Friday, July 10, 2009

Myth Busting: Medicare administrative costs are higher, not lower

Our president and his communicators claim there will be large savings by getting people into his government health care, known as the "public plan," but Heritage checked and it's not true. Robert Book at Heritage:
Many advocates of a public health plan--either a "single-payer" plan or a "public option"--claim that a public health plan will save money compared to private health insurance because "everyone knows" that the largest government health program, Medicare, has lower administrative costs than private insurance. Some even claim that switching every private insured American to Medicare or something like it could save the nation enough money to cover all currently uninsured Americans. Advocates of a public plan assert that Medicare has administrative costs of 3 percent (or 6 to 8 percent if support from other government agencies is included), compared to 14 to 22 percent for private employer-sponsored health insurance (depending on which study is cited), or even more for individually purchased insurance. They attribute the difference to superior efficiency of government,[1] private insurance companies' expenditures on marketing,[2] efforts to deny claims,[3] unrestrained pursuit of profit,[4] and high executive salaries.[5] However, on a per-person basis Medicare's administrative costs are actually higher than those of private insurance--this despite the fact that private insurance companies do incur several categories of costs that do not apply to Medicare. If recent cost history is any guide, switching the more than 200 million Americans with private insurance to a public plan will not save money but will actually increase health care administrative costs by several billion dollars.
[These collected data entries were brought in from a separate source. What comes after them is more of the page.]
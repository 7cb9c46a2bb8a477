use std::fs;
use std::path::{Path, PathBuf};

use anyhow::{bail, Context, Result};
use base64::engine::general_purpose::STANDARD as BASE64;
use base64::Engine as _;
use clap::{Parser, Subcommand};
use vitrine_contracts::costs::load_pricing;
use vitrine_contracts::events::EventWriter;
use vitrine_contracts::session::{
    AspectRatio, FlowMode, Resolution, SettingsPatch, SourceImage, WizardSession, WizardStep,
};
use vitrine_engine::{GeminiClient, Orchestrator, Progress, RunReport};

#[derive(Debug, Parser)]
#[command(name = "vitrine", version, about = "Product photo to marketing images wizard")]
struct Cli {
    #[command(subcommand)]
    command: Command,
}

#[derive(Debug, Subcommand)]
enum Command {
    /// Run the full wizard and export the generated images.
    Generate(GenerateArgs),
    /// List the concept catalog for the individual flow.
    Concepts,
    /// Refine a custom prompt through the text model.
    Optimize(OptimizeArgs),
}

#[derive(Debug, Parser)]
struct GenerateArgs {
    /// Product photo to upload.
    #[arg(long)]
    image: PathBuf,
    /// Generation flow: grid, individual, macro-set, or custom.
    #[arg(long)]
    flow: String,
    /// Concept ids for the individual flow, e.g. 1,3,7.
    #[arg(long)]
    concepts: Option<String>,
    /// Prompt text for the custom flow.
    #[arg(long)]
    prompt: Option<String>,
    /// Refine the custom prompt before generating.
    #[arg(long)]
    optimize: bool,
    #[arg(long, default_value = "auto")]
    aspect_ratio: String,
    #[arg(long, default_value = "1k")]
    resolution: String,
    #[arg(long, default_value_t = 1)]
    variations: u32,
    /// Directory the images and event log are written to.
    #[arg(long)]
    out: PathBuf,
    #[arg(long)]
    events: Option<PathBuf>,
}

#[derive(Debug, Parser)]
struct OptimizeArgs {
    #[arg(long)]
    prompt: String,
}

fn main() {
    if let Err(err) = run() {
        eprintln!("vitrine error: {err:#}");
        std::process::exit(1);
    }
}

fn run() -> Result<()> {
    let cli = Cli::parse();
    match cli.command {
        Command::Generate(args) => run_generate(args),
        Command::Concepts => run_concepts(),
        Command::Optimize(args) => run_optimize(args),
    }
}

fn run_generate(args: GenerateArgs) -> Result<()> {
    let flow = parse_flow(&args.flow)?;
    fs::create_dir_all(&args.out)
        .with_context(|| format!("failed to create {}", args.out.display()))?;
    let events_path = args
        .events
        .clone()
        .unwrap_or_else(|| args.out.join("events.jsonl"));
    let session_id = args
        .out
        .file_name()
        .and_then(|value| value.to_str())
        .filter(|value| !value.is_empty())
        .unwrap_or("session")
        .to_string();

    let mut session = WizardSession::new();
    session.update_settings(SettingsPatch {
        aspect_ratio: Some(parse_aspect_ratio(&args.aspect_ratio)?),
        resolution: Some(parse_resolution(&args.resolution)?),
        variations: Some(args.variations),
    });

    let bytes = fs::read(&args.image)
        .with_context(|| format!("failed to read {}", args.image.display()))?;
    let mime_type = mime_for_path(&args.image)
        .with_context(|| format!("unsupported image type: {}", args.image.display()))?;
    session.set_image(
        SourceImage {
            data: BASE64.encode(&bytes),
            mime_type: mime_type.to_string(),
        },
        Some(args.image.display().to_string()),
    );
    session.advance();

    session.set_mode(flow);
    let orchestrator = Orchestrator::new(Box::new(GeminiClient::new()), load_pricing())
        .with_events(EventWriter::new(&events_path, session_id));

    match flow {
        FlowMode::Individual => {
            let raw = args
                .concepts
                .as_deref()
                .context("--concepts is required for the individual flow")?;
            for concept_id in parse_concept_list(raw)? {
                if orchestrator.registry().get(concept_id).is_none() {
                    bail!("unknown concept id {concept_id}; run `vitrine concepts`");
                }
                session.toggle_concept(concept_id);
            }
        }
        FlowMode::Custom => {
            let prompt = args
                .prompt
                .as_deref()
                .context("--prompt is required for the custom flow")?;
            session.set_custom_prompt(prompt);
            if args.optimize {
                match orchestrator.optimize_custom_prompt(&mut session) {
                    Ok(optimized) => {
                        eprintln!("optimized prompt: {optimized}");
                        session.apply_optimized_prompt();
                    }
                    // Refinement is optional; fall back to the raw draft.
                    Err(err) => eprintln!("prompt optimization skipped: {err:#}"),
                }
            }
        }
        FlowMode::Grid | FlowMode::MacroSet => {}
    }

    session.advance();
    if flow == FlowMode::Individual || flow == FlowMode::Custom {
        session.advance();
    }
    if session.current_step() != WizardStep::Results {
        bail!("wizard could not reach the results step; check the flow inputs");
    }

    let report = session_run(&orchestrator, &mut session)?;

    for (index, image) in session.results().iter().enumerate() {
        let bytes = BASE64
            .decode(image.image_data.as_bytes())
            .context("generated image is not valid base64")?;
        let stem = image
            .concept_name
            .as_deref()
            .map(slugify)
            .filter(|value| !value.is_empty())
            .unwrap_or_else(|| "image".to_string());
        let path = args.out.join(format!(
            "{:02}-{}.{}",
            index + 1,
            stem,
            sniff_extension(&bytes)
        ));
        fs::write(&path, bytes).with_context(|| format!("failed to write {}", path.display()))?;
        println!("{}", path.display());
    }

    let costs = session.session_costs();
    eprintln!(
        "{} of {} images generated | tokens in {} out {} | estimated ${:.4}",
        report.succeeded,
        report.attempted,
        costs.total_input_tokens,
        costs.total_output_tokens,
        costs.estimated_cost_usd
    );
    if let Some(warning) = session.run_error() {
        eprintln!("some images failed to generate: {warning}");
    }
    Ok(())
}

fn session_run(orchestrator: &Orchestrator, session: &mut WizardSession) -> Result<RunReport> {
    let report = orchestrator.run(session, |progress: &Progress| {
        eprintln!(
            "[{}/{}] {}",
            progress.completed, progress.total, progress.label
        );
    });
    if !report.accepted {
        bail!("a generation run is already in flight for this session");
    }
    if report.is_total_failure() {
        bail!(
            "no images were generated: {}",
            report
                .last_error
                .clone()
                .unwrap_or_else(|| "unknown failure".to_string())
        );
    }
    Ok(report)
}

fn run_concepts() -> Result<()> {
    let orchestrator = Orchestrator::new(Box::new(GeminiClient::new()), load_pricing());
    for concept in orchestrator.registry().iter() {
        println!(
            "{} {} {} - {}",
            concept.id, concept.icon, concept.name, concept.description
        );
    }
    Ok(())
}

fn run_optimize(args: OptimizeArgs) -> Result<()> {
    let mut session = WizardSession::new();
    session.set_mode(FlowMode::Custom);
    session.set_custom_prompt(&args.prompt);
    let orchestrator = Orchestrator::new(Box::new(GeminiClient::new()), load_pricing());
    let optimized = orchestrator.optimize_custom_prompt(&mut session)?;
    println!("{optimized}");
    Ok(())
}

fn parse_flow(raw: &str) -> Result<FlowMode> {
    match raw.trim().to_ascii_lowercase().as_str() {
        "grid" => Ok(FlowMode::Grid),
        "individual" => Ok(FlowMode::Individual),
        "macro-set" | "macroset" | "macro_set" => Ok(FlowMode::MacroSet),
        "custom" => Ok(FlowMode::Custom),
        other => bail!("unknown flow '{other}' (expected grid, individual, macro-set, or custom)"),
    }
}

fn parse_aspect_ratio(raw: &str) -> Result<AspectRatio> {
    match raw.trim() {
        "auto" => Ok(AspectRatio::Auto),
        "1:1" => Ok(AspectRatio::Square),
        "3:4" => Ok(AspectRatio::Portrait),
        "4:3" => Ok(AspectRatio::Landscape),
        "16:9" => Ok(AspectRatio::Wide),
        "9:16" => Ok(AspectRatio::Tall),
        other => bail!("unknown aspect ratio '{other}'"),
    }
}

fn parse_resolution(raw: &str) -> Result<Resolution> {
    match raw.trim().to_ascii_lowercase().as_str() {
        "1k" => Ok(Resolution::OneK),
        "2k" => Ok(Resolution::TwoK),
        "4k" => Ok(Resolution::FourK),
        other => bail!("unknown resolution '{other}' (expected 1k, 2k, or 4k)"),
    }
}

fn parse_concept_list(raw: &str) -> Result<Vec<u32>> {
    let mut ids = Vec::new();
    for part in raw.split(',') {
        let trimmed = part.trim();
        if trimmed.is_empty() {
            continue;
        }
        let id: u32 = trimmed
            .parse()
            .with_context(|| format!("invalid concept id '{trimmed}'"))?;
        if !ids.contains(&id) {
            ids.push(id);
        }
    }
    if ids.is_empty() {
        bail!("no concept ids given");
    }
    Ok(ids)
}

fn mime_for_path(path: &Path) -> Option<&'static str> {
    let ext = path.extension()?.to_str()?.to_ascii_lowercase();
    match ext.as_str() {
        "png" => Some("image/png"),
        "jpg" | "jpeg" => Some("image/jpeg"),
        "webp" => Some("image/webp"),
        "gif" => Some("image/gif"),
        _ => None,
    }
}

fn sniff_extension(bytes: &[u8]) -> &'static str {
    if bytes.starts_with(&[0x89, b'P', b'N', b'G']) {
        "png"
    } else if bytes.starts_with(&[0xFF, 0xD8, 0xFF]) {
        "jpg"
    } else if bytes.len() >= 12 && &bytes[0..4] == b"RIFF" && &bytes[8..12] == b"WEBP" {
        "webp"
    } else {
        "png"
    }
}

fn slugify(value: &str) -> String {
    let mut slug = String::new();
    let mut last_dash = true;
    for ch in value.chars() {
        if ch.is_ascii_alphanumeric() {
            slug.push(ch.to_ascii_lowercase());
            last_dash = false;
        } else if !last_dash {
            slug.push('-');
            last_dash = true;
        }
    }
    slug.trim_end_matches('-').to_string()
}

#[cfg(test)]
mod tests {
    use super::*;

    #[test]
    fn parse_flow_accepts_the_four_flows() -> Result<()> {
        assert_eq!(parse_flow("grid")?, FlowMode::Grid);
        assert_eq!(parse_flow("Individual")?, FlowMode::Individual);
        assert_eq!(parse_flow("macro-set")?, FlowMode::MacroSet);
        assert_eq!(parse_flow("macroSet")?, FlowMode::MacroSet);
        assert_eq!(parse_flow("custom")?, FlowMode::Custom);
        assert!(parse_flow("collage").is_err());
        Ok(())
    }

    #[test]
    fn parse_concept_list_dedupes_and_validates() -> Result<()> {
        assert_eq!(parse_concept_list("1, 3,7,3")?, vec![1, 3, 7]);
        assert!(parse_concept_list("1,x").is_err());
        assert!(parse_concept_list(" , ").is_err());
        Ok(())
    }

    #[test]
    fn sniff_extension_reads_magic_bytes() {
        assert_eq!(sniff_extension(&[0x89, b'P', b'N', b'G', 0x0D]), "png");
        assert_eq!(sniff_extension(&[0xFF, 0xD8, 0xFF, 0xE0]), "jpg");
        let webp = b"RIFF\x00\x00\x00\x00WEBPVP8 ";
        assert_eq!(sniff_extension(webp), "webp");
        assert_eq!(sniff_extension(b"plain"), "png");
    }

    #[test]
    fn mime_for_path_maps_known_extensions() {
        assert_eq!(mime_for_path(Path::new("a.PNG")), Some("image/png"));
        assert_eq!(mime_for_path(Path::new("b.jpeg")), Some("image/jpeg"));
        assert_eq!(mime_for_path(Path::new("c.tiff")), None);
    }

    #[test]
    fn slugify_flattens_labels() {
        assert_eq!(slugify("Logo & Branding"), "logo-branding");
        assert_eq!(slugify("Macro Detail"), "macro-detail");
        assert_eq!(slugify("!!!"), "");
    }
}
Patterico points out that Paul Krugman was sent out to damage this Heritage study. But comments are allowed, so Dr. Book embarassed Krugman on Krugman's own blog! Furthermore, Krugman doesn't address Book's point on comparing ALL the costs:
Public figures for Medicare’s administrative costs count only what it takes to print reimbursement checks. Normal operating costs — rent, management, health insurance, taxes, capital to start a business and new equipment — which private insurers must include in their administrative costs, are counted elsewhere in the federal budget. Official Medicare administrative costs simply exclude what most companies must include. No administrative cost savings exist in the public plan, and the true costs will never be counted because they’ll be hidden in the federal budget.
It's time to contact our Congressmen and Senators. They are all automatic votes for any proposal that gives the government more control. But let them know the facts don't support them.